**EXERCISE**
Lines before the one containing "reach a tracker." are left out; that line and all after it, through the end of the records, must be transcribed exactly.

(Stored data)
========
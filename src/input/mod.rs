//! Pointer and touch input
//!
//! Raw host events are described by [`InputEvent`] and reduced to a single
//! viewport coordinate by [`normalize`] before they reach a tracker.

pub mod normalize;
pub mod types;

pub use normalize::normalize;
pub use types::{InputEvent, InputKind, InputPhase, TouchPoint};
========
**TASK SOLUTION**
//! viewport coordinate by [`normalize`] before they reach a tracker.

pub mod normalize;
pub mod types;

pub use normalize::normalize;
pub use types::{InputEvent, InputKind, InputPhase, TouchPoint};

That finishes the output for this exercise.